Sekolah Tun Fatimah was founded in Durian Daun, Malacca in 1956 going by the name Malay Girls Secondary School. The goal was to educate malay girls from rural areas. Those who aspire to become teachers were enrolled directly into the Malacca Malay Women Teachers Training College (MWTC) after their LCE/SRP examination.

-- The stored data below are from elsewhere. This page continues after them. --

// Roll Clock — Firmware Entry Point
//
// Boot sequence:
//   1. Bring up the shared I2C bus (ADXL343, MCP7940N, AM2320).
//   2. Bring up SPI and initialise the SH1106 OLED.
//   3. Configure the buzzer PWM and the two buttons.
//   4. Probe the sensors, arm double-tap, start the RTC oscillator.
//   5. Run the control loop forever.
//
// Everything after boot happens in one cooperative loop: sample buttons,
// step the dispatcher, yield.

mod drivers;

use std::sync::Mutex;
use std::thread;
use std::time::Duration;

use esp_idf_hal::gpio::{AnyIOPin, IOPin, OutputPin, PinDriver};
use esp_idf_hal::i2c::{I2cConfig, I2cDriver};
use esp_idf_hal::ledc::config::TimerConfig;
use esp_idf_hal::ledc::{LedcDriver, LedcTimerDriver};
use esp_idf_hal::prelude::*;
use esp_idf_hal::spi::config::{Config as SpiConfig, DriverConfig};
use esp_idf_hal::spi::{SpiDeviceDriver, SpiDriver};

use rollclock::config::*;
use rollclock::providers::TickSource;
use rollclock::{Collaborators, Dispatcher};

use crate::drivers::adxl343::Adxl343;
use crate::drivers::am2320::Am2320;
use crate::drivers::buttons::Buttons;
use crate::drivers::buzzer::PiezoBuzzer;
use crate::drivers::mcp7940n::Mcp7940n;
use crate::drivers::sh1106::Sh1106;
use crate::drivers::ticks::EspTicks;
use crate::drivers::SharedBus;

// ---------------------------------------------------------------------------
// Main
// ---------------------------------------------------------------------------
fn main() -> anyhow::Result<()> {
    // Link esp-idf-sys runtime patches and initialise logging.
    esp_idf_svc::sys::link_patches();
    esp_idf_svc::log::EspLogger::initialize_default();
    log::info!("Roll clock firmware starting…");

    let peripherals = Peripherals::take()?;
    let ticks = EspTicks;

    // ---- I2C bus (shared between ADXL343, MCP7940N and AM2320) ------------
    let i2c_config = I2cConfig::new().baudrate(I2C_BAUDRATE_KHZ.kHz().into());
    let i2c = I2cDriver::new(
        peripherals.i2c0,
        peripherals.pins.gpio6, // SDA
        peripherals.pins.gpio7, // SCL
        &i2c_config,
    )?;
    // The bus lives for the whole programme (embedded firmware never exits).
    let i2c_bus: SharedBus = Box::leak(Box::new(Mutex::new(i2c)));

    // ---- OLED on SPI2 -----------------------------------------------------
    let spi = SpiDriver::new(
        peripherals.spi2,
        peripherals.pins.gpio8,  // SCLK
        peripherals.pins.gpio10, // MOSI
        Option::<AnyIOPin>::None,
        &DriverConfig::new(),
    )?;
    let spi = SpiDeviceDriver::new(
        spi,
        Some(peripherals.pins.gpio21), // CS
        &SpiConfig::new().baudrate(SPI_BAUDRATE_MHZ.MHz().into()),
    )?;
    let dc = PinDriver::output(peripherals.pins.gpio20.downgrade_output())?;
    let mut display = Sh1106::new(spi, dc);
    display.init()?;

    // ---- Buzzer (LEDC timer 0 / channel 0) --------------------------------
    let timer = LedcTimerDriver::new(
        peripherals.ledc.timer0,
        &TimerConfig::new().frequency(BUZZER_FREQUENCY_HZ.Hz().into()),
    )?;
    // Dropping the timer driver would stop the timer.
    let timer = Box::leak(Box::new(timer));
    let channel = LedcDriver::new(peripherals.ledc.channel0, &*timer, peripherals.pins.gpio5)?;
    let buzzer = PiezoBuzzer::new(channel);

    // ---- Buttons ----------------------------------------------------------
    let select = PinDriver::input(peripherals.pins.gpio3.downgrade())?;
    let next = PinDriver::input(peripherals.pins.gpio4.downgrade())?;
    let buttons = Buttons::new(select, next, ticks.now())?;

    // ---- Sensors / RTC self-test -----------------------------------------
    let accelerometer = Adxl343::new(i2c_bus);
    if !accelerometer.is_connected() {
        // Continue anyway so we can still debug via serial.
        log::error!("ADXL343 not found at 0x{:02X}", I2C_ADDR_ADXL343);
    }
    if let Err(e) = accelerometer.enable_double_tap() {
        log::error!("ADXL343 double tap setup failed: {}", e);
    }

    let rtc = Mcp7940n::new(i2c_bus);
    if let Err(e) = rtc.init() {
        log::error!("MCP7940N init failed: {}", e);
    }

    let environment = Am2320::new(i2c_bus);

    // ---- Control loop -----------------------------------------------------
    let config = Config::default();
    let hw = Collaborators {
        accelerometer,
        rtc,
        environment,
        display,
        input: buttons,
        buzzer,
    };
    let mut dispatcher = Dispatcher::new(hw, &config, ticks.now());
    log::info!("Boot complete — entering control loop");

    loop {
        let now = ticks.now();
        dispatcher.collaborators_mut().input.sample(now);
        dispatcher.step(now);
        // Yield so the idle task can feed the watchdog.
        thread::sleep(Duration::from_millis(LOOP_IDLE_MS));
    }
}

The school was officially launched by YB Encik Khir bin Johari, the Minister of Education of Malaya in 1958 and given the name "Tun Fatimah School, named after a famous Malay Srikandi Woman of the Malacca sultanate. Sekolah Tun Fatimah has moved to its current premises in August 1962. On 25 September 1965, STF was officially opened by HRH Sultanah of Johor, Sultanah Ungku Tun Aminah Binti Ungku Ahmad.

==Notable alumni==
The alumni association of STF is known as Persatuan Bekas Pelajar Sekolah Tun Fatimah (Srikandi)
- Tunku Azizah Aminah Maimunah Iskandariah - wife of Abdullah of Pahang, Sultan of Pahang, daughter of Iskandar of Johor, sister to Ibrahim Ismail of Johor, Sultan of Johor
- Rina Harun - Minister of Women, Family and Community Development (Malaysia), Chairlady of Woman's wing of Malaysian United Indigenous Party
- Mas Ermieyati Samsudin - Deputy Minister in the Prime Minister's Department, Former Chairlady of the Woman's Youth (Puteri) of United Malays National Organisation (UMNO), Deputy Chairlady of Woman's wing of Malaysian United Indigenous Party
- Tan Sri Datin Paduka Zaharah Ibrahim - 11th Chief Judge of Malaya, Chairperson of Prasarana Malaysia Berhad (2019 - 2020)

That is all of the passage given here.